When you reach the line containing "types, so all", include it and stop; until then, return each line of the material exactly, starting with the first.

> Exercise material:

++++++++++

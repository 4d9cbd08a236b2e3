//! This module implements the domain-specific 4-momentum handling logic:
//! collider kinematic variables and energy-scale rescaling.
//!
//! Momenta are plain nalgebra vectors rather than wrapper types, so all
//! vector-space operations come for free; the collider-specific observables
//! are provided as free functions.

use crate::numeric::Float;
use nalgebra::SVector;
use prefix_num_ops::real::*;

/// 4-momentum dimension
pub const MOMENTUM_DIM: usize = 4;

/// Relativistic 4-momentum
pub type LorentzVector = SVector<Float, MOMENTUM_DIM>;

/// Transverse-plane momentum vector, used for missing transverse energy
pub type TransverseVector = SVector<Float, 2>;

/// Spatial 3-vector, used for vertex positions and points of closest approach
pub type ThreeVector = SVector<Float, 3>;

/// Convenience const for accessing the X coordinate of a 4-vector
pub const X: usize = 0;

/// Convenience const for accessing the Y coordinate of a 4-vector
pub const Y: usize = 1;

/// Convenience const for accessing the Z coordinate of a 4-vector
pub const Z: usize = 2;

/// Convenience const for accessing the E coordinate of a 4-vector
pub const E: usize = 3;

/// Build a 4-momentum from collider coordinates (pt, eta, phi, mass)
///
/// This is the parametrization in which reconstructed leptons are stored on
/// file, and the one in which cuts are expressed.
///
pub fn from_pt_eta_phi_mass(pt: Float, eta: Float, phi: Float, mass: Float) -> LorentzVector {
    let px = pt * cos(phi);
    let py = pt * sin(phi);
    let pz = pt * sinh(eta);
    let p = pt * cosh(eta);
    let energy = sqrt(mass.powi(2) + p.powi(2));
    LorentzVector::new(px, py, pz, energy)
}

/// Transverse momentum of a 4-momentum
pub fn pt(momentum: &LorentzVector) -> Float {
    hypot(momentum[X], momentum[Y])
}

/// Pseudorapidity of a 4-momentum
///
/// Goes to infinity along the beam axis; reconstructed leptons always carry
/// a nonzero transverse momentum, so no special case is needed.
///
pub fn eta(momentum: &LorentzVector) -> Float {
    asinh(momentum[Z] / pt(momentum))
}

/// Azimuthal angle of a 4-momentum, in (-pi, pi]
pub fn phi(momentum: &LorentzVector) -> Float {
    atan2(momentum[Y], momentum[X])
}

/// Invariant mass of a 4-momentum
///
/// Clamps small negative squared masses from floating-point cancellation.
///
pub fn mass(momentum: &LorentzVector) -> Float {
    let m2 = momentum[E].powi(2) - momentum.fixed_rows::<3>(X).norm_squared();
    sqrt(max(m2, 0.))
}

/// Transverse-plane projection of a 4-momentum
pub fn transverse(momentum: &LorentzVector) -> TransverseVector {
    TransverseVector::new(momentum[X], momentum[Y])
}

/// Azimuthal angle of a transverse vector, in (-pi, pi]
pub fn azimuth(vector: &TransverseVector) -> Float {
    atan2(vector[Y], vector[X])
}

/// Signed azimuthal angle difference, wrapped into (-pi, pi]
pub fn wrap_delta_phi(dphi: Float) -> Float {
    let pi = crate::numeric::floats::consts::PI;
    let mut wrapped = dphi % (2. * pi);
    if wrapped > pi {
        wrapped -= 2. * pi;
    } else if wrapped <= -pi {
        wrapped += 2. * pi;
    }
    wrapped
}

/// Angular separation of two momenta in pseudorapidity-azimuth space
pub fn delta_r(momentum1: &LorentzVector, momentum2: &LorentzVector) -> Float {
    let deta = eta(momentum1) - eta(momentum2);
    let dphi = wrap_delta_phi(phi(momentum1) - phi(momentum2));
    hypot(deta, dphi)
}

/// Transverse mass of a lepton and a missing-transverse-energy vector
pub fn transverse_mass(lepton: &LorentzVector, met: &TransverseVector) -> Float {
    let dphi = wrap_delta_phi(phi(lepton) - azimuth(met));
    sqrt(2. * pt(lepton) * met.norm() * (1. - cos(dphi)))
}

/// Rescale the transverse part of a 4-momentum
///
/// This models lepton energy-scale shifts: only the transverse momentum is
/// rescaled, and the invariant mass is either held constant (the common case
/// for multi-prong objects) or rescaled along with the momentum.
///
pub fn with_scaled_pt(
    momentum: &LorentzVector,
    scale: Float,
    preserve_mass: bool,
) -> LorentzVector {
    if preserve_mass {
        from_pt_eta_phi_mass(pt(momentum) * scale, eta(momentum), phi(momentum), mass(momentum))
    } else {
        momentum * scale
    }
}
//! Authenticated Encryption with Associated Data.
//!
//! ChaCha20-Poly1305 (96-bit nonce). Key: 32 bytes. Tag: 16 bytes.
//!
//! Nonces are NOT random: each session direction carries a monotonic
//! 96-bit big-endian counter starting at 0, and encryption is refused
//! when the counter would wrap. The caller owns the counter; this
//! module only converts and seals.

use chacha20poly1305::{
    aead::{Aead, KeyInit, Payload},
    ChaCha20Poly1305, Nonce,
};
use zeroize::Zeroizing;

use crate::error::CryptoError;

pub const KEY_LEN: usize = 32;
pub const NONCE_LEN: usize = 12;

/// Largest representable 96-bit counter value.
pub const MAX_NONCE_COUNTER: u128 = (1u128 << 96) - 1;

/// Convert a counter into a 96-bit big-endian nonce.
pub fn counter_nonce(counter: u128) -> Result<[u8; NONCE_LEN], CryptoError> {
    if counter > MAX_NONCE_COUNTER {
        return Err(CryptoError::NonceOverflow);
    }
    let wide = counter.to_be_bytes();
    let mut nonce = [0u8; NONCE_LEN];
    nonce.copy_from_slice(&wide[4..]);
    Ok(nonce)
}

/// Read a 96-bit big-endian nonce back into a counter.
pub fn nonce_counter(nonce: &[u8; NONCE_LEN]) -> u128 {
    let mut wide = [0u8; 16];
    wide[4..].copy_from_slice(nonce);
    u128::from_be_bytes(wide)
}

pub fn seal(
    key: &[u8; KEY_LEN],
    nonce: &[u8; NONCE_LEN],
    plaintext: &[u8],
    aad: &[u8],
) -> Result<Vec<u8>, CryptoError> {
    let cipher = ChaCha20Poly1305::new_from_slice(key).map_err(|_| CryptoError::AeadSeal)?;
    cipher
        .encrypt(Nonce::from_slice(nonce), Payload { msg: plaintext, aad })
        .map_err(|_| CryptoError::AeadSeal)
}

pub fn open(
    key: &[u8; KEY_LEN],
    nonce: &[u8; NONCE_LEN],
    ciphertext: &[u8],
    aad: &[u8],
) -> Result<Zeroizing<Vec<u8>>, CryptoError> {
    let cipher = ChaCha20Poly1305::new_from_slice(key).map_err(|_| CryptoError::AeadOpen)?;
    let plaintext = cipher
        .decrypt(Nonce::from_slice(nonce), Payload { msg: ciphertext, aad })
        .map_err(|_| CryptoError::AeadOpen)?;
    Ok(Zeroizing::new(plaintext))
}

++++++++++

> Exercise answer:
repository 4d9cbd08a236b2e3
//! This module implements the domain-specific 4-momentum handling logic:
//! collider kinematic variables and energy-scale rescaling.
//!
//! Momenta are plain nalgebra vectors rather than wrapper types, so all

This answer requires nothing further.